▸ **Required action**: Your task is to transcribe, without alteration, the lines from the top of the material below through the line bearing "only deal with", inclusive.

------------------------------------------------------------------------

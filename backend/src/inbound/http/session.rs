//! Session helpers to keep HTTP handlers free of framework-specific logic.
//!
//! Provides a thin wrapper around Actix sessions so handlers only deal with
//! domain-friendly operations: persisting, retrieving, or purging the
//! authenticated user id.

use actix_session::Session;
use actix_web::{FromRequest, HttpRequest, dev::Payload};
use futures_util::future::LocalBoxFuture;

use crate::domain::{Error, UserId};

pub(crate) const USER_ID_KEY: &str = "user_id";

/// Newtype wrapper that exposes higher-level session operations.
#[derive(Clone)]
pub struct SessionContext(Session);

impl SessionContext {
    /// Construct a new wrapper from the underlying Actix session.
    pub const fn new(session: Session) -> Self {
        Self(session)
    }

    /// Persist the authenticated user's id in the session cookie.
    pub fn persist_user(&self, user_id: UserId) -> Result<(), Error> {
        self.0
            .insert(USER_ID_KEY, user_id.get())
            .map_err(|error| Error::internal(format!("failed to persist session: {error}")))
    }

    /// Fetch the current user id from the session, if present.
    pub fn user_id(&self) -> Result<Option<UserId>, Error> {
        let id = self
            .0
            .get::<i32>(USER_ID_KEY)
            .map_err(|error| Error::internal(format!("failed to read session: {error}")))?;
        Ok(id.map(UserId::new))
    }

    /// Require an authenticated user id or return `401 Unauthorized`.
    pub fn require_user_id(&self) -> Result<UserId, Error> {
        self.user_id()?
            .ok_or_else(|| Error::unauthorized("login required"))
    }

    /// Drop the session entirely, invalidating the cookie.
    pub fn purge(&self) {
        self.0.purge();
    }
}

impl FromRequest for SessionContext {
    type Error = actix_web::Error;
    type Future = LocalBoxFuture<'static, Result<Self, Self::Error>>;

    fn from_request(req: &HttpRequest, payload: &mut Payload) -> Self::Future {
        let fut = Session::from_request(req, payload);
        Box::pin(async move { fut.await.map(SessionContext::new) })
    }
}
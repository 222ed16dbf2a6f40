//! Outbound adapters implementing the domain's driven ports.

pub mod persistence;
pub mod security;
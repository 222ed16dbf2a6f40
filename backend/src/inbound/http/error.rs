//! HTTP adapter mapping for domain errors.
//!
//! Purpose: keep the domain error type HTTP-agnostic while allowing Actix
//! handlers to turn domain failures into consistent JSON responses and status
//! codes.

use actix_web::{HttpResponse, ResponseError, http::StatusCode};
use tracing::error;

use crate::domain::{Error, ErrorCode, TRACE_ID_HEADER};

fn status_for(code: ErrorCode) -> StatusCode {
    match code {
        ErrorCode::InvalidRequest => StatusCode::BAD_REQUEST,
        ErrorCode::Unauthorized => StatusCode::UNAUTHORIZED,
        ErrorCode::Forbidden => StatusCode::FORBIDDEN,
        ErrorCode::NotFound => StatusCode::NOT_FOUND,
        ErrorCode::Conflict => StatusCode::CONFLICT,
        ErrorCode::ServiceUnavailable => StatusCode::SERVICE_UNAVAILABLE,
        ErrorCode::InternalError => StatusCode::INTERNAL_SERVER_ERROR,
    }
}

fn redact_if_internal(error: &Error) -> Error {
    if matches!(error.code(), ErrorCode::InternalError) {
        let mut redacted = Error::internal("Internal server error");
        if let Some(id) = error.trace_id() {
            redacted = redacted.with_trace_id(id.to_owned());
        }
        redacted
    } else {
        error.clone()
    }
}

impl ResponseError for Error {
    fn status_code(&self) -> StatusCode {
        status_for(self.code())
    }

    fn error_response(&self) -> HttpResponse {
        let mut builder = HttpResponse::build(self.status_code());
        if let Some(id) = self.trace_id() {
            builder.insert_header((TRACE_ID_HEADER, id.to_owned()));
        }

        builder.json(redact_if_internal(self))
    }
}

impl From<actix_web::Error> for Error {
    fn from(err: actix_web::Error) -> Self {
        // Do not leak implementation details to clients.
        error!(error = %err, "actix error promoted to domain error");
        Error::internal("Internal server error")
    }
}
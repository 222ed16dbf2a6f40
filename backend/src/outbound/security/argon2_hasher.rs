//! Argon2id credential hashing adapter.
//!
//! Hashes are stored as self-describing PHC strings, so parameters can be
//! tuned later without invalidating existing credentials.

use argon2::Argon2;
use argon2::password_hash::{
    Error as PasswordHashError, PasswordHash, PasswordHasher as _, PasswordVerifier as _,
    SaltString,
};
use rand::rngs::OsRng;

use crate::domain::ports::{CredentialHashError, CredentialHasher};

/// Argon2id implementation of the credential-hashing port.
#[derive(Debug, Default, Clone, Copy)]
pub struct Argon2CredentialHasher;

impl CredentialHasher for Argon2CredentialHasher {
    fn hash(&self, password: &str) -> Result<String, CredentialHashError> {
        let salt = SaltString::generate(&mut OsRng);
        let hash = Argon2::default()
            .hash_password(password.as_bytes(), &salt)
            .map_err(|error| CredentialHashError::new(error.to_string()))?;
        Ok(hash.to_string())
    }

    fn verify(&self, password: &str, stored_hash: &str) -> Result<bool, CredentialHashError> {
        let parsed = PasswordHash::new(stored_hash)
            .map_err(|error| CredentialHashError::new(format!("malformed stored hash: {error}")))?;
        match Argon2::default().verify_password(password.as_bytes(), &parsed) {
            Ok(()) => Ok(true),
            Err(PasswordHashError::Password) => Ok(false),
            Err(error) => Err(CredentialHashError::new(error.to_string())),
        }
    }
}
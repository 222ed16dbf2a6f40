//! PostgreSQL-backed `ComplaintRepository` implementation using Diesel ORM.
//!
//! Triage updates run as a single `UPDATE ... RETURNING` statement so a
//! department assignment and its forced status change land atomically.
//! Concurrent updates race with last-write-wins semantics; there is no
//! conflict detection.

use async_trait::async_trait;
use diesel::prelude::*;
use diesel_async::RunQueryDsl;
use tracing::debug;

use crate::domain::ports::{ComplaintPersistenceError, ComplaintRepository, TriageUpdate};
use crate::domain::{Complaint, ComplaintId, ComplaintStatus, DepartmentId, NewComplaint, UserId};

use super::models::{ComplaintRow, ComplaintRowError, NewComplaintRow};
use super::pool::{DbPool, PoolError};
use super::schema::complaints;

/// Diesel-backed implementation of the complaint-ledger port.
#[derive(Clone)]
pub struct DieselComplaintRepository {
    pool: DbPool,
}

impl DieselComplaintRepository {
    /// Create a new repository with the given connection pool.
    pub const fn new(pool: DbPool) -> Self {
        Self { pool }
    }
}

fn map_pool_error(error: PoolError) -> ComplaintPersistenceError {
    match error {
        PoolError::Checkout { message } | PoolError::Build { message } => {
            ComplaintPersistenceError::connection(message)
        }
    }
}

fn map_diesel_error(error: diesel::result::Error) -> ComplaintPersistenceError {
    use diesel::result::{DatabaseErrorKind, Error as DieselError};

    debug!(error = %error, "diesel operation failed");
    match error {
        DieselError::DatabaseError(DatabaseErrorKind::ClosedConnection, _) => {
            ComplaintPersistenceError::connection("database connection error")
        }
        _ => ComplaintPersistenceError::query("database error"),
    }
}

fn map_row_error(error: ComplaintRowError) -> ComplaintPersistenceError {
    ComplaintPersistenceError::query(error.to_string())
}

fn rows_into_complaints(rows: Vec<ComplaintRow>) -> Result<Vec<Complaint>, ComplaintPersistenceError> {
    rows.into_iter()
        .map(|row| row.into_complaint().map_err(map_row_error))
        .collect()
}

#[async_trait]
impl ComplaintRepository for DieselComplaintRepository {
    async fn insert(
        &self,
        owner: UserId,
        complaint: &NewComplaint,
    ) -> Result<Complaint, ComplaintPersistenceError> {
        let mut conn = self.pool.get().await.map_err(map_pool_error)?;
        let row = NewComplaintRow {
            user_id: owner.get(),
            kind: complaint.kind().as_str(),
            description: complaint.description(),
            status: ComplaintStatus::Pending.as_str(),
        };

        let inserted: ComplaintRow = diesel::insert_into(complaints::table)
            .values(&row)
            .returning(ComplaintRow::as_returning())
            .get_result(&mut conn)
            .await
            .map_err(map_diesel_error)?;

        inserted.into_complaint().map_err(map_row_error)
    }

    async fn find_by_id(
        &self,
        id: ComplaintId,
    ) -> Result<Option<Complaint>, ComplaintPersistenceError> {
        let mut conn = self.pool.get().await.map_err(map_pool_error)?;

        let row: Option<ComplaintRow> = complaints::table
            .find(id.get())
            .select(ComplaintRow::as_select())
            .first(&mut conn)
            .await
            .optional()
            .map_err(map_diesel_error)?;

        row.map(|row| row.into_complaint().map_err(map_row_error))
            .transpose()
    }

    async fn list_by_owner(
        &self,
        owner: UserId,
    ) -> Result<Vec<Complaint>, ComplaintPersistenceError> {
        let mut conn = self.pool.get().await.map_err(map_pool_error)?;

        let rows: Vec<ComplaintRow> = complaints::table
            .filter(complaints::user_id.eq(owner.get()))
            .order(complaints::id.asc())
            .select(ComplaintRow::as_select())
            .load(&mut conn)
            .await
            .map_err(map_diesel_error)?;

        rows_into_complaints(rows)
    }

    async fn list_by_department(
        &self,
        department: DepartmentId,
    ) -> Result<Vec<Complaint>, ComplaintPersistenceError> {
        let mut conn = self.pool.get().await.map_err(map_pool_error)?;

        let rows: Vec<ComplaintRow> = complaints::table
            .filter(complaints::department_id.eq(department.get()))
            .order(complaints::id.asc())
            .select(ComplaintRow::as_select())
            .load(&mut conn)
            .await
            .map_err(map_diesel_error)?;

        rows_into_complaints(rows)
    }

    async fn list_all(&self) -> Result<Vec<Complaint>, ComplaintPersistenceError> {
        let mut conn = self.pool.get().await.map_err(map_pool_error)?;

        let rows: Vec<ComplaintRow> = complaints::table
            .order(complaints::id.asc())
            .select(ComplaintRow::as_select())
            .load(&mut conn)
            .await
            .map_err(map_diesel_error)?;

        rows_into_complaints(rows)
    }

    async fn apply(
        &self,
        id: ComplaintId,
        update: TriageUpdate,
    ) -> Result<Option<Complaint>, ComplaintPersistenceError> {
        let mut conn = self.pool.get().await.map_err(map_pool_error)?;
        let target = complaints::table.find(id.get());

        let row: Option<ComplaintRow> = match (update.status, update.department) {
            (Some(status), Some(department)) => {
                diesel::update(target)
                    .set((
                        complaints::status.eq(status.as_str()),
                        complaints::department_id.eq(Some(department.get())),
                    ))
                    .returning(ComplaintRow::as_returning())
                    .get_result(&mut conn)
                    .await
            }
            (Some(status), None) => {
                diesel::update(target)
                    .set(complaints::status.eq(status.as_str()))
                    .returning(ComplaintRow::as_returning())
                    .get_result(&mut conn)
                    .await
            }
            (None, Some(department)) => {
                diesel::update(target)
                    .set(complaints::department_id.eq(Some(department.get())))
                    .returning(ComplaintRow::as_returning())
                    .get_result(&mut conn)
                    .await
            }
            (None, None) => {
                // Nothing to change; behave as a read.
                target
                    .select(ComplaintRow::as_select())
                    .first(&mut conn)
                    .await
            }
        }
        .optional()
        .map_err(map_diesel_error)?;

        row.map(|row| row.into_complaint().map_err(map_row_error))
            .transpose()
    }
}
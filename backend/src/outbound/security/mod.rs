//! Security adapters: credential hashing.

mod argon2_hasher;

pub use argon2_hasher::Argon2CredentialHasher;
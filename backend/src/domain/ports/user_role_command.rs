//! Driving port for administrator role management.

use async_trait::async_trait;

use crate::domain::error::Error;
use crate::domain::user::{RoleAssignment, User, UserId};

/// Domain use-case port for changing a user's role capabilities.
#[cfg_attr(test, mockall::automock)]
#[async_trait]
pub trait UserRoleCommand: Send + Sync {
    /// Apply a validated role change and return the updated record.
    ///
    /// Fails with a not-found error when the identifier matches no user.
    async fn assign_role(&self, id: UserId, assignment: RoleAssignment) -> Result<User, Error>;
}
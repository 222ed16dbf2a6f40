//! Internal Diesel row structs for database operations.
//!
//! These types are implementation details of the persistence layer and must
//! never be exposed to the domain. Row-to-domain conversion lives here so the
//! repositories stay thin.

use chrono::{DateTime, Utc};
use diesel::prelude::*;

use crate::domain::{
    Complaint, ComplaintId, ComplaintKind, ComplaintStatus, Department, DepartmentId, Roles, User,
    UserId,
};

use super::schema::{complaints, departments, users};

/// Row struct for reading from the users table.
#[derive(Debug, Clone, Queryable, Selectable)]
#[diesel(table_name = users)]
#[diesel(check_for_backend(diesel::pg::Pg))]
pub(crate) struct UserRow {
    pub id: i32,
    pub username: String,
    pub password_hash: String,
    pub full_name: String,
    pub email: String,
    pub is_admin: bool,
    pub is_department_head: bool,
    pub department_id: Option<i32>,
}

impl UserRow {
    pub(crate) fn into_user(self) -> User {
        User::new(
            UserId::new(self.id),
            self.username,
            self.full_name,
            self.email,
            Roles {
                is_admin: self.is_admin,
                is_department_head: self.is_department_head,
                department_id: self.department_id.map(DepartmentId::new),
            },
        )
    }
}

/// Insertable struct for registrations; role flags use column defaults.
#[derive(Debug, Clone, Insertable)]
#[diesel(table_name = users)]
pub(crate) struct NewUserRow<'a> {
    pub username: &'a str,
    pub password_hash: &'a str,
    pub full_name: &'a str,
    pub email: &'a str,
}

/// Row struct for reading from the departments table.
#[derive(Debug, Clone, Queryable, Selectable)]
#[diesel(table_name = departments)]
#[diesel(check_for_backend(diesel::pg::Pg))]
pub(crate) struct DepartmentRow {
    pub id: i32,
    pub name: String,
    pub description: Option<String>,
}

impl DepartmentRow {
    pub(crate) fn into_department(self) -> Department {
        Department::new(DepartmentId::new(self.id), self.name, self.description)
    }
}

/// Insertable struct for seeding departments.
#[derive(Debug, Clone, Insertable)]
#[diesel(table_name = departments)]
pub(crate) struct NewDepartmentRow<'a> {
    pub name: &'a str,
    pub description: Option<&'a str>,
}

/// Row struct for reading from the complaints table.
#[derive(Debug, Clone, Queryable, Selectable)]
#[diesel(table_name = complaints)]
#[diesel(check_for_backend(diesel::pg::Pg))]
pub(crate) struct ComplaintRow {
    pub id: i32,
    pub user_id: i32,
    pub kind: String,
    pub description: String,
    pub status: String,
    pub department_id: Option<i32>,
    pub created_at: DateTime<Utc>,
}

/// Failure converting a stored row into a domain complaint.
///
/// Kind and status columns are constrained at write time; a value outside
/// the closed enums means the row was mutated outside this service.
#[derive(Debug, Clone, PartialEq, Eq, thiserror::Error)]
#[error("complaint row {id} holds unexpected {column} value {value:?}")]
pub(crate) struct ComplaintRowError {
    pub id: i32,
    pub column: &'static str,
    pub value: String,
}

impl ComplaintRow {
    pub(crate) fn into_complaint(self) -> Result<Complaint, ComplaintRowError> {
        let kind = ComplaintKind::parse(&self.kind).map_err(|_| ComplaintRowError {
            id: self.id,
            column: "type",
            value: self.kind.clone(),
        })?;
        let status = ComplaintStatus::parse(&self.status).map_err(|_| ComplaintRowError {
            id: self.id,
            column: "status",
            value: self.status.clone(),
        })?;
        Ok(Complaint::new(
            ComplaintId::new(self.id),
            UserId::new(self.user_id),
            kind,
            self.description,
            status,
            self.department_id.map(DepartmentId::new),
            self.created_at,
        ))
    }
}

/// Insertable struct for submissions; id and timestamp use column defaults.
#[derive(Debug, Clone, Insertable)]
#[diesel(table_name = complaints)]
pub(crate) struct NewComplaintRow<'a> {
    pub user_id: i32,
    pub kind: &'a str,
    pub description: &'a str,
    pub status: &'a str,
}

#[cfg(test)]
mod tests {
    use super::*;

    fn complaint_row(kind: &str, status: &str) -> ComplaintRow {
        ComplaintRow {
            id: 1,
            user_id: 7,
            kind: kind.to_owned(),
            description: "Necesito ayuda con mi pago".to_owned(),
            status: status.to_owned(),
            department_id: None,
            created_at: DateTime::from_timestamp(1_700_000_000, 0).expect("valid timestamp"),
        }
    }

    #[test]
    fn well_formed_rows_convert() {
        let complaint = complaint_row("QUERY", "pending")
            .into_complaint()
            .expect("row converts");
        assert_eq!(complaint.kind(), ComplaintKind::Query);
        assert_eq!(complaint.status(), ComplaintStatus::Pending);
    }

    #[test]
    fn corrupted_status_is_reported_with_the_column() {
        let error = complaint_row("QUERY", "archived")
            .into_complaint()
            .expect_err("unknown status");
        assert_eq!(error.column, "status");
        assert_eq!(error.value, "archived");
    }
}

------------------------------------------------------------------------

▸ **Completed exercise**:
filename backend/src/inbound/http/session.rs
//! Session helpers to keep HTTP handlers free of framework-specific logic.
//!
//! Provides a thin wrapper around Actix sessions so handlers only deal with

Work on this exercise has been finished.